George H. Smith and R. B. Porter, both of Salt Lake City, for plaintiffs.

Harvey H. Cluff, Atty. Gen., and J. Robert Robinson, Asst. Atty Gen., for defendants.

CORFMAN C. J. WEBER, GIDEON, THURMAN, and FRICK, JJ., concur.

OPINION

CORFMAN, C. J.

This matter is brought on for review before this court by the plaintiffs under the provisions of our Industrial Commission Act (Comp. Laws 1917, §§ 3061-3165).

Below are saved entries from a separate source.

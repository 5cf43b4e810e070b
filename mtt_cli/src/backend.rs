//! Link backend selection.
//!
//! Default builds talk to an in-process simulated servo. With the `hardware`
//! feature the configured serial port is opened instead, unless `MTT_SIM` is
//! set. The simulator is tuned through environment variables:
//!
//! - `MTT_SIM_ID`: ID the simulated servo answers to (default: `-i`)
//! - `MTT_SIM_SLEW`: counts moved per present-position read (default 64)
//! - `MTT_SIM_POSITION`: initial present position (default 2048)
//! - `MTT_SIM_TORQUE_ON`: any value starts the servo with torque enabled
//! - `MTT_SIM_JAM`: any value blocks the shaft
//! - `MTT_SIM_FAIL_AFTER`: present-position reads that succeed before rx timeouts
//! - `MTT_SIM_DEVICE_ERROR`: error byte reported on every transaction

use mtt_core::MttError;
use mtt_hardware::{CommResult, SimRegisters, SimulatedServo};
use mtt_traits::ActuatorLink;

use crate::options::Options;

#[cfg(feature = "hardware")]
const SIM_ENV: &str = "MTT_SIM";

pub fn open(opts: &Options) -> eyre::Result<Box<dyn ActuatorLink>> {
    #[cfg(feature = "hardware")]
    {
        if std::env::var_os(SIM_ENV).is_none() {
            return open_serial(opts);
        }
    }
    Ok(Box::new(simulated(opts)?))
}

#[cfg(feature = "hardware")]
fn open_serial(opts: &Options) -> eyre::Result<Box<dyn ActuatorLink>> {
    use mtt_hardware::serial::{SerialSettings, open};

    let settings = SerialSettings {
        port: opts.port_name.clone(),
        baud_rate: opts.baud_rate,
        read_timeout: std::time::Duration::from_millis(opts.read_timeout_ms),
        port_spec: opts.port_spec.as_u16(),
    };
    let link = open(&settings).map_err(|e| eyre::Report::new(MttError::LinkOpen(e.to_string())))?;
    Ok(Box::new(link))
}

fn env_num<T: std::str::FromStr>(name: &str) -> eyre::Result<Option<T>> {
    match std::env::var(name) {
        Ok(raw) => raw.trim().parse().map(Some).map_err(|_| {
            eyre::Report::new(MttError::Config(format!("{name} must be a number, got {raw}")))
        }),
        Err(_) => Ok(None),
    }
}

fn simulated(opts: &Options) -> eyre::Result<SimulatedServo> {
    let regs = SimRegisters {
        torque_enable: opts.registers.torque_enable.addr,
        goal_position: opts.registers.goal_position.addr,
        torque_limit: opts.registers.torque_limit.addr,
        present_position: opts.registers.present_position.addr,
    };
    let id = env_num::<u8>("MTT_SIM_ID")?.unwrap_or(opts.motor_id);
    let mut servo = SimulatedServo::new(id, regs);
    if let Some(slew) = env_num("MTT_SIM_SLEW")? {
        servo = servo.with_slew(slew);
    }
    if let Some(position) = env_num("MTT_SIM_POSITION")? {
        servo = servo.with_position(position);
    }
    if std::env::var_os("MTT_SIM_TORQUE_ON").is_some() {
        servo = servo.with_torque_enabled(true);
    }
    if std::env::var_os("MTT_SIM_JAM").is_some() {
        servo = servo.jammed();
    }
    if let Some(reads) = env_num("MTT_SIM_FAIL_AFTER")? {
        servo = servo.fail_after_reads(reads, CommResult::RxTimeout);
    }
    if let Some(code) = env_num("MTT_SIM_DEVICE_ERROR")? {
        servo = servo.with_device_error(code);
    }
    tracing::info!(
        port = %opts.port_name,
        spec = %opts.port_spec,
        baud = opts.baud_rate,
        read_timeout_ms = opts.read_timeout_ms,
        sim_id = id,
        "using simulated servo"
    );
    Ok(servo)
}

It appears that on January 18, 1922, between 2:30 and 3 o'clock p. m., one Henry White was working as a miner in the mine of the plaintiff Milford Copper Company at Minersville, Utah, and while lowering a stoping machine weighing about 65 pounds from a raise to a level in said plaintiff's mine became entangled in a rope and was jerked down the stope or raise a distance of six or eight feet and injured. Immediately thereafter he became ill, was raised to the surface of the mine, where he remained for an hour or two in the engine room, and was afterwards taken in an automobile to his home some four miles distant, where a physician was summoned, who, after a diagnosis at 5:00 o'clock p. m. of the same day, pronounced his condition as "the beginning of pneumonia." From the time of the accident he suffered great pain, and progressively grew worse until January 22d, at 7 o'clock p. m., when he died. An autopsy was held, and the cause of his death pronounced by the physicians to be "lobar pneumonia." His widow, the defendant Mrs. White, after making application for compensation in due form in behalf of herself and her minor children, was by the Commission granted an award of $ 4,982.86.

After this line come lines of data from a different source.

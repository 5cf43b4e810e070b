use std::fs;

use mtt_config::{PortSpec, RegisterEntry, load_file, load_toml};
use rstest::rstest;
use tempfile::tempdir;

#[rstest]
#[case("[motor]\nid = 0", "motor.id must be 1~255")]
#[case("[motor]\ntorque_limit = 1024", "motor.torque_limit must be 0~1023")]
#[case("[timeouts]\ngoal_s = 0", "timeouts.goal_s must be 1~100")]
#[case("[timeouts]\ngoal_s = 101", "timeouts.goal_s must be 1~100")]
#[case("[timeouts]\nslip_s = 11", "timeouts.slip_s must be 1~10")]
#[case("[port]\nbaud_rate = 12345", "not a supported rate")]
#[case("[port]\nread_timeout_ms = 0", "read_timeout_ms must be >= 1")]
#[case("[port]\nname = \"  \"", "port.name must not be empty")]
#[case("[logging]\nrotation = \"weekly\"", "logging.rotation")]
#[case("[logging]\nlevel = \"verbose\"", "logging.level must be error, warn")]
#[case(
    "[registers]\ngoal_position = { addr = 30, width = 3 }",
    "registers.goal_position.width"
)]
#[case("[registers]\ntorque_limit = 36", "share address 36")]
fn rejects_out_of_range_values(#[case] toml: &str, #[case] needle: &str) {
    let cfg = load_toml(toml).expect("parse TOML");
    let err = cfg.validate().expect_err("should reject");
    assert!(
        format!("{err}").contains(needle),
        "error `{err}` should mention `{needle}`"
    );
}

#[rstest]
fn unknown_port_spec_fails_to_parse() {
    let err = load_toml("[port]\nspec = 484").expect_err("484 is not a port spec");
    assert!(err.to_string().contains("232, 422 or 485"));
}

#[rstest]
fn accepts_full_document_with_register_tables() {
    let toml = r#"
[port]
name = "/dev/ttyUSB0"
spec = 232
baud_rate = 1000000
read_timeout_ms = 20

[motor]
id = 7
torque_limit = 512
moving_threshold = 4

[timeouts]
goal_s = 10
slip_s = 2

[registers]
torque_enable = 64
goal_position = { addr = 116, width = 4 }
torque_limit = { addr = 38 }
present_position = { addr = 132, width = 4 }

[logging]
level = "debug"
rotation = "daily"
"#;
    let cfg = load_toml(toml).expect("parse TOML");
    cfg.validate().expect("valid config should pass");
    assert_eq!(cfg.port.spec, PortSpec::Rs232);
    assert_eq!(cfg.motor.id, 7);
    assert_eq!(cfg.registers.torque_enable, RegisterEntry::at(64));
    assert_eq!(
        cfg.registers.goal_position,
        RegisterEntry {
            addr: 116,
            width: Some(4)
        }
    );
    assert_eq!(cfg.registers.torque_limit.width, None);
}

#[rstest]
#[case("info")]
#[case("DEBUG")]
#[case("trace")]
fn accepts_known_log_levels(#[case] level: &str) {
    let cfg = load_toml(&format!("[logging]\nlevel = \"{level}\"")).expect("parse TOML");
    cfg.validate().expect("known level should pass");
}

#[rstest]
fn load_file_names_the_path_on_malformed_content() {
    let dir = tempdir().unwrap();
    let path = dir.path().join("mtt.toml");
    fs::write(&path, "[motor]\nid = \"seven\"\n").unwrap();

    let err = load_file(&path).expect_err("id is not a number");
    let chain = format!("{err:#}");
    assert!(chain.contains("mtt.toml"), "{chain}");
    assert!(chain.contains("parse config"), "{chain}");
}

#[rstest]
fn load_file_leaves_range_checks_to_the_merged_config() {
    let dir = tempdir().unwrap();
    let path = dir.path().join("mtt.toml");
    fs::write(&path, "[timeouts]\ngoal_s = 0\n").unwrap();

    let mut cfg = load_file(&path).expect("well-formed file loads");
    assert_eq!(cfg.timeouts.goal_s, 0);
    assert!(cfg.validate().is_err());

    cfg.timeouts.goal_s = 5;
    cfg.validate().expect("overridden value is in range");
}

It is claimed by plaintiffs that there was no substantial evidence produced before the Commission to justify the award. It is argued in their brief, quoting their exact language, that--

"The most that can be said of the record in this case is that the deceased suffered a slight accident on January 18th, and that he died on January 22d of lobar pneumonia. There is absolutely no evidence that the injury had anything at all to do with the pneumonia. The burden is upon the claimant not alone to show an injury and death, but that the injury caused or in some manner contributed to the death."

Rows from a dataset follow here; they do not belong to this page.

//! Browser Automation Engine interface.
//!
//! The crawler consumes the browser through the narrow [`Engine`] and
//! [`Page`] traits: process launch, page creation, selector-based
//! interaction, keyboard synthesis, cookie injection, and one standing
//! "page created" subscription. Everything else about the underlying
//! browser is out of scope.
//!
//! The production implementation is [`cdp::CdpEngine`] over chromiumoxide;
//! tests script the same interface with an in-memory engine.
//!
//! # Page-created subscription
//!
//! The target site opens its identity-provider login page in a tab the
//! crawler never asked for. [`Engine::take_page_events`] hands out an
//! unbounded receiver carrying every new page handle the engine observes;
//! the login flow awaits it directly, so the event race is an explicit
//! channel handshake rather than a callback mutating shared state.

// ============================================================================
// Modules
// ============================================================================

/// chromiumoxide-backed engine implementation.
pub mod cdp;

#[cfg(test)]
pub(crate) mod mock;

// ============================================================================
// Imports
// ============================================================================

use std::time::Duration;

use async_trait::async_trait;
use tokio::sync::mpsc::UnboundedReceiver;

use crate::error::Result;

// ============================================================================
// Constants
// ============================================================================

/// Key value for the Enter/Return key.
pub const ENTER: &str = "Enter";

// ============================================================================
// LaunchOptions
// ============================================================================

/// Browser process launch options.
#[derive(Debug, Clone, Default, PartialEq, Eq)]
pub struct LaunchOptions {
    /// Process/log name.
    pub name: String,

    /// Run the browser without a GUI.
    pub headless: bool,

    /// Open devtools on startup.
    pub devtools: bool,
}

impl LaunchOptions {
    /// Creates options with default settings.
    #[inline]
    #[must_use]
    pub fn new() -> Self {
        Self::default()
    }

    /// Sets the process/log name.
    #[inline]
    #[must_use]
    pub fn with_name(mut self, name: impl Into<String>) -> Self {
        self.name = name.into();
        self
    }

    /// Enables headless mode.
    #[inline]
    #[must_use]
    pub fn with_headless(mut self) -> Self {
        self.headless = true;
        self
    }

    /// Enables devtools on startup.
    #[inline]
    #[must_use]
    pub fn with_devtools(mut self) -> Self {
        self.devtools = true;
        self
    }
}

// ============================================================================
// Page Trait
// ============================================================================

/// One automatable browser page.
///
/// Handles are cheap to clone and refer to the same underlying page.
#[async_trait]
pub trait Page: Clone + Send + Sync + 'static {
    /// Returns the page's current URL.
    async fn url(&self) -> Result<String>;

    /// Navigates the page to `url` and waits for the navigation to settle.
    async fn goto(&self, url: &str) -> Result<()>;

    /// Reloads the page.
    async fn reload(&self) -> Result<()>;

    /// Waits for `selector` to match a visible element.
    ///
    /// # Errors
    ///
    /// Returns [`Error::Timeout`](crate::Error::Timeout) if no match
    /// appears within `timeout`.
    async fn wait_for(&self, selector: &str, timeout: Duration) -> Result<()>;

    /// Clicks the first element matching `selector`.
    async fn click(&self, selector: &str) -> Result<()>;

    /// Types `text` into the first element matching `selector`.
    async fn type_text(&self, selector: &str, text: &str) -> Result<()>;

    /// Reads the `value` property of the first element matching `selector`.
    async fn read_value(&self, selector: &str) -> Result<String>;

    /// Synthesizes one key press against the page's focused element.
    ///
    /// `key` is either a single printable character or a named key such as
    /// [`ENTER`].
    async fn press_key(&self, key: &str) -> Result<()>;

    /// Injects a cookie scoped to the page's current URL.
    async fn set_cookie(&self, name: &str, value: &str) -> Result<()>;
}

// ============================================================================
// Engine Trait
// ============================================================================

/// One browser process.
#[async_trait]
pub trait Engine: Send + Sized + 'static {
    /// Page handle type.
    type Page: Page;

    /// Launches the browser process.
    ///
    /// # Errors
    ///
    /// Returns [`Error::LaunchFailed`](crate::Error::LaunchFailed) if the
    /// process cannot be started. A failed launch is fatal for the run.
    async fn launch(options: &LaunchOptions) -> Result<Self>;

    /// Opens a blank page, reusing the browser's initial page if still
    /// unclaimed.
    ///
    /// Yields `Ok(None)` when the engine produced no usable handle; the
    /// caller treats that as a non-fatal degradation.
    async fn open_page(&mut self) -> Result<Option<Self::Page>>;

    /// Takes the standing page-created subscription.
    ///
    /// The receiver carries every new page the engine observes for the
    /// lifetime of the run, including pages opened by the target site
    /// itself. Can be taken once; subsequent calls return `None`.
    fn take_page_events(&mut self) -> Option<UnboundedReceiver<Self::Page>>;

    /// Closes the browser process.
    async fn close(&mut self) -> Result<()>;
}

// ============================================================================
// Tests
// ============================================================================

It may well be conceded that in all cases of this kind where there has been an accidental injury, whether slight or otherwise there must be some substantial proof of a causal connection between the injury and the disability or death. If, then, it is shown by the record here for review that there is some substantial evidence to support the award made by the Commission, it becomes our bounden duty under the statute to confirm the award.

As to just what may be regarded by this court as substantial evidence for the purpose of sustaining an award made by the Commission is not always a matter of easy determination. Reasonable minds may, in the consideration of the evidence in a given case, differ as to the ultimate findings of fact and the conclusions reached. Our conclusions as a court may, in a particular case, materially differ with those of the Commission, but nevertheless we must confirm the award made by the Commission if it be found that there is any substantial evidence to support the Commission's ruling.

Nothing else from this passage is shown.